Everything was finally ready by mid-afternoon of 16 April when Porter embarked in Arletta and took her—accompanied by two of her sister schooners—upriver to anchor at predetermined sites to test the mortars and their mounts and to determine the ranges of their targets. Confederate cannon fired intermittently upon the small Northern sailing ships, but the Southern rounds all fell short. Meanwhile, Arlettas mortar answered with five shells, three of which exploded inside Fort Jackson. After an hour's action, Porter—highly satisfied with the performance of his mortars, gunners, and ships—ordered his captains to retire downstream.

=== Confederates send out a fireship ===

The next day, hoping that it would collide with and set fire to one or more of the Union warships, Southerners put the torch to an incendiary-laden fire raft and cast it adrift as a fireship. When Union lookouts spotted the blazing barge, Arletta launched boats which took the menacing raft in tow, pulled it ashore, and put out the fire.

=== Union ships increase fire to allow Farragut to pass the fort ===

On the morning of the 18th, the steamers of the flotilla towed the schooners into position to begin a steady and prolonged bombardment of the forts. Arletta—assigned to the first division of schooners, commanded by Lt.

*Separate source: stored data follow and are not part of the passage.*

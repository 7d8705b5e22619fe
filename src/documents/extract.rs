//! Per-format text extraction.
//!
//! Every extractor takes raw bytes and returns plain UTF-8 text. Errors never
//! panic; the caller skips the file.

use super::DocumentFormat;
use crate::error::{HelperError, Result};
use regex::Regex;
use std::io::Read;
use std::sync::LazyLock;

/// Maximum decompressed bytes read from `word/document.xml` (zip-bomb guard).
const MAX_XML_ENTRY_BYTES: u64 = 50 * 1024 * 1024;

/// Column width used when rendering HTML to text.
const HTML_WIDTH: usize = 120;

/// Extract plain text from a file's bytes.
pub fn extract_text(bytes: &[u8], format: DocumentFormat) -> Result<String> {
    match format {
        DocumentFormat::Text => extract_plain(bytes),
        DocumentFormat::Pdf => extract_pdf(bytes),
        DocumentFormat::Word => extract_docx(bytes),
        DocumentFormat::Html => extract_html(bytes),
        DocumentFormat::Json => extract_json(bytes),
    }
}

fn extract_plain(bytes: &[u8]) -> Result<String> {
    String::from_utf8(bytes.to_vec())
        .map_err(|e| HelperError::Document(format!("not valid UTF-8: {}", e)))
}

fn extract_pdf(bytes: &[u8]) -> Result<String> {
    // pdf-extract panics on some malformed inputs.
    std::panic::catch_unwind(|| pdf_extract::extract_text_from_mem(bytes))
        .map_err(|_| HelperError::Document("PDF parser panicked".to_string()))?
        .map(|text| collapse_blank_lines(&text))
        .map_err(|e| HelperError::Document(format!("PDF extraction failed: {}", e)))
}

fn extract_html(bytes: &[u8]) -> Result<String> {
    html2text::from_read(bytes, HTML_WIDTH)
        .map(|text| collapse_blank_lines(&text))
        .map_err(|e| HelperError::Document(format!("HTML extraction failed: {}", e)))
}

/// Runs of blank lines become a single paragraph break.
fn collapse_blank_lines(text: &str) -> String {
    static BLANK_RUNS: LazyLock<Regex> =
        LazyLock::new(|| Regex::new(r"(?:[ \t]*\n){3,}").expect("valid blank-line pattern"));
    BLANK_RUNS.replace_all(text, "\n\n").into_owned()
}

/// The whole JSON document is the text, re-serialized compactly.
fn extract_json(bytes: &[u8]) -> Result<String> {
    let value: serde_json::Value = serde_json::from_slice(bytes)?;
    Ok(serde_json::to_string(&value)?)
}

fn extract_docx(bytes: &[u8]) -> Result<String> {
    let mut archive = zip::ZipArchive::new(std::io::Cursor::new(bytes))
        .map_err(|e| HelperError::Document(format!("not an OOXML document: {}", e)))?;

    let entry = archive
        .by_name("word/document.xml")
        .map_err(|_| HelperError::Document("word/document.xml not found".to_string()))?;

    let mut xml = Vec::new();
    entry
        .take(MAX_XML_ENTRY_BYTES)
        .read_to_end(&mut xml)
        .map_err(|e| HelperError::Document(e.to_string()))?;
    if xml.len() as u64 >= MAX_XML_ENTRY_BYTES {
        return Err(HelperError::Document(
            "word/document.xml exceeds size limit".to_string(),
        ));
    }

    extract_word_runs(&xml)
}

/// Collect `<w:t>` run text, one line per `<w:p>` paragraph.
fn extract_word_runs(xml: &[u8]) -> Result<String> {
    use quick_xml::events::Event;

    let mut out = String::new();
    let mut reader = quick_xml::Reader::from_reader(xml);
    let mut buf = Vec::new();
    let mut in_text = false;

    loop {
        match reader.read_event_into(&mut buf) {
            Ok(Event::Start(e)) if e.local_name().as_ref() == b"t" => in_text = true,
            Ok(Event::Text(te)) if in_text => {
                let text = te
                    .unescape()
                    .map_err(|e| HelperError::Document(e.to_string()))?;
                out.push_str(&text);
            }
            Ok(Event::End(e)) => match e.local_name().as_ref() {
                b"t" => in_text = false,
                b"p" => out.push('\n'),
                _ => {}
            },
            Ok(Event::Empty(e)) if e.local_name().as_ref() == b"tab" => out.push('\t'),
            Ok(Event::Eof) => break,
            Err(e) => return Err(HelperError::Document(format!("OOXML parse error: {}", e))),
            _ => {}
        }
        buf.clear();
    }

    Ok(out.trim_end().to_string())
}

#[cfg(test)]
mod tests {
    use super::*;
    use std::io::Write;

    fn docx_bytes(document_xml: &str) -> Vec<u8> {
        let mut cursor = std::io::Cursor::new(Vec::new());
        {
            let mut writer = zip::ZipWriter::new(&mut cursor);
            let options = zip::write::SimpleFileOptions::default();
            writer.start_file("word/document.xml", options).unwrap();
            writer.write_all(document_xml.as_bytes()).unwrap();
            writer.finish().unwrap();
        }
        cursor.into_inner()
    }

    #[test]
    fn test_plain_text_passes_through() {
        assert_eq!(
            extract_text(b"library hours", DocumentFormat::Text).unwrap(),
            "library hours"
        );
    }

    #[test]
    fn test_invalid_utf8_is_an_error() {
        assert!(extract_text(&[0xff, 0xfe, 0x00], DocumentFormat::Text).is_err());
    }

    #[test]
    fn test_json_is_compacted() {
        let text = extract_text(b"{ \"hall\" :  \"B\" }", DocumentFormat::Json).unwrap();
        assert_eq!(text, r#"{"hall":"B"}"#);
    }

    #[test]
    fn test_malformed_json_is_an_error() {
        assert!(extract_text(b"{ not json", DocumentFormat::Json).is_err());
    }

    #[test]
    fn test_html_drops_markup() {
        let text = extract_text(
            b"<html><body><h1>Admissions</h1><p>Apply by <b>May</b>.</p></body></html>",
            DocumentFormat::Html,
        )
        .unwrap();
        assert!(text.contains("Admissions"));
        assert!(text.contains("May"));
        assert!(!text.contains("<p>"));
    }

    #[test]
    fn test_collapse_blank_lines() {
        assert_eq!(collapse_blank_lines("a\n\n\n\n  \nb\n\nc"), "a\n\nb\n\nc");
    }

    #[test]
    fn test_invalid_pdf_is_an_error() {
        assert!(extract_text(b"not a pdf", DocumentFormat::Pdf).is_err());
    }

    #[test]
    fn test_docx_paragraphs() {
        let xml = r#"<?xml version="1.0"?>
<w:document xmlns:w="http://schemas.openxmlformats.org/wordprocessingml/2006/main">
  <w:body>
    <w:p><w:r><w:t>Hostel rules</w:t></w:r></w:p>
    <w:p><w:r><w:t xml:space="preserve">Quiet hours </w:t></w:r><w:r><w:t>start at 10pm.</w:t></w:r></w:p>
  </w:body>
</w:document>"#;
        let text = extract_text(&docx_bytes(xml), DocumentFormat::Word).unwrap();
        assert_eq!(text, "Hostel rules\nQuiet hours start at 10pm.");
    }

    #[test]
    fn test_legacy_binary_doc_is_an_error() {
        let err = extract_text(b"\xd0\xcf\x11\xe0 legacy", DocumentFormat::Word).unwrap_err();
        assert!(matches!(err, HelperError::Document(_)));
    }
}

Watson Smith—got off 96 shells during the first day, but lost one man who was killed by an 8-inch solid shot from Fort Jackson which also briefly put her mortar out of action. For the next few days, the schooners kept up the shelling. Then, during the wee hours of the 24th; they greatly increased the tempo of their cannonade to give Farragut's steam warships the maximum possible support during their run by the forts.

=== Return to the Gulf to prevent blockade running ===

That evening, after the flag officer's force had reached safety beyond range of Southern shot and shell, Arletta and her division mates dropped downriver to Southwest Pass where they anchored to prepare for a return to sea. During ensuing weeks, they operated in the Gulf of Mexico, helping to enforce the blockade while awaiting the return of Farragut and his deep-draft warships to join them in operations against Mobile, Alabama.

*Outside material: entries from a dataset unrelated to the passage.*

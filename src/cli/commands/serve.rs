//! HTTP API server command.

use crate::cli::preflight::{self, Operation};
use crate::cli::Output;
use crate::config::Settings;
use crate::orchestrator::Orchestrator;
use crate::server;

/// Run the HTTP API server.
pub async fn run_serve(host: Option<&str>, port: Option<u16>, no_watch: bool, settings: Settings) -> anyhow::Result<()> {
    if let Err(e) = preflight::check(Operation::Embed, &settings) {
        Output::error(&e.to_string());
        Output::info("Run 'campus-helper doctor' for detailed diagnostics.");
        return Err(e.into());
    }

    let host = host.unwrap_or(settings.server.host.as_str()).to_string();
    let port = port.unwrap_or(settings.server.port);

    let orchestrator = Orchestrator::new(settings)?;

    let spinner = Output::spinner("Preparing knowledge base...");
    orchestrator.startup().await?;
    spinner.finish_and_clear();

    let status = orchestrator.index().status();
    if status.installed {
        Output::success(&format!("Index ready ({} chunks)", status.chunks));
    } else {
        Output::warning(&format!(
            "No index yet. Add documents to {} and they will be indexed.",
            orchestrator.index().documents_dir().display()
        ));
    }

    let _watcher = if no_watch {
        None
    } else {
        orchestrator.spawn_watcher()?
    };

    if orchestrator.settings().auth.uses_default_secrets() {
        Output::warning("Using the default admin password or signing key. Set ADMIN_PASSWORD and SECRET_KEY.");
    }

    let addr = format!("{}:{}", host, port);
    let listener = tokio::net::TcpListener::bind(&addr).await?;

    Output::header("Campus Helper API Server");
    println!();
    Output::success(&format!("Listening on http://{}", addr));
    println!();
    println!("Endpoints:");
    Output::kv("Health", "GET    /health");
    Output::kv("Chat", "POST   /chat");
    Output::kv("List events", "GET    /events");
    Output::kv("Create event", "POST   /events (admin)");
    Output::kv("Delete event", "DELETE /events/{id} (admin)");
    Output::kv("Login", "POST   /login");
    Output::kv("Reindex", "POST   /admin/reindex (admin)");
    println!();
    Output::info("Press Ctrl+C to stop the server.");

    server::serve(listener, orchestrator.app_state()).await?;

    Ok(())
}
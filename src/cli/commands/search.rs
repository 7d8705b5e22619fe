//! Search command implementation.

use crate::cli::preflight::{self, Operation};
use crate::cli::Output;
use crate::config::Settings;
use crate::orchestrator::Orchestrator;
use anyhow::Result;

/// Run the search command.
pub async fn run_search(query: &str, limit: usize, settings: Settings) -> Result<()> {
    if let Err(e) = preflight::check(Operation::Embed, &settings) {
        Output::error(&e.to_string());
        return Err(e.into());
    }

    let orchestrator = Orchestrator::new(settings)?;

    let spinner = Output::spinner("Searching...");
    let results = orchestrator.index().search(query, limit).await;
    spinner.finish_and_clear();

    match results {
        Ok(results) => {
            if results.is_empty() {
                Output::warning("No results found matching your query.");
            } else {
                Output::success(&format!("Found {} results", results.len()));
                for result in &results {
                    Output::search_result(
                        &result.chunk.source,
                        result.chunk.chunk_index,
                        result.score,
                        &result.chunk.content,
                    );
                }
            }
        }
        Err(e) => {
            Output::error(&format!("Search failed: {}", e));
            return Err(e.into());
        }
    }

    Ok(())
}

The most notable event in Arlettas service during this period was her chase on 21 May of a cotton-laden steamer which apparently had slipped out of Mobile Bay. The schooner "... put a shot into ..." the blockade runner and forced her to jettison cargo in order to escape to windward.

=== Farragut criticized by his superiors at Washington, D.C. ===

Meanwhile, Farragut—perplexed by ambiguous, conflicting, and unrealistic orders—had postponed his attack on Mobile and, instead, had ascended the Mississippi River to Vicksburg, Mississippi. There, he found Confederate cliffside fortifications far too strong to be captured without the help of a cooperating ground force many times larger than that which accompanied him.

As a result, Farragut dropped downstream with the intention of next striking Mobile, Alabama. However, upon reaching New Orleans, he found messages from Washington rebuking him for not remaining near Vicksburg and stating that Northern strategy demanded that he immediately return upstream, clearing the Mississippi River as he went, until meeting the Union's Western Flotilla.

=== Union flotilla ascends the Mississippi River to Vicksburg ===

At the suggestion of the Army commander in the area, Maj. Gen. Benjamin F. Butler, Farragut called 10 of his schooners back to the Mississippi River to support an attack on Vicksburg. Porter complied by bringing, not just 10, but the whole flotilla.

The schooners departed Pensacola, Florida, on 3 June and crossed the bar at Pass a Loutre three days later. However, once they were in the river, their ascent was delayed until steamers could be obtained from the Army to tow them upstream against the current. When this indispensable support finally became available about a fortnight later, Arletta departed New Orleans and headed up the Mississippi River under tow. Southern shore batteries fired upon her as she was passing Grand Gulf, Mississippi; but her return fire and that of sister ships silenced the Confederate cannon before they did any damage.

=== Flotilla bombards Vicksburg while Farragut makes his run upriver ===

She arrived on station just below Vicksburg late in the month and first opened fire on the 27th. Before dawn the following morning, the entire flotilla began shelling the Southern batteries; and the schooners kept up their fire until most of Farragut's ships had reached safety well out of range of the Vicksburg's guns.

Over the ensuing days, while they awaited news of events above Vicksburg and further orders from Farragut, Arletta and her sister schooners from time to time bombarded the cliffside forts. In the meantime, events had recently occurred in Virginia which would soon deprive the flag officer of most of these mortar boats.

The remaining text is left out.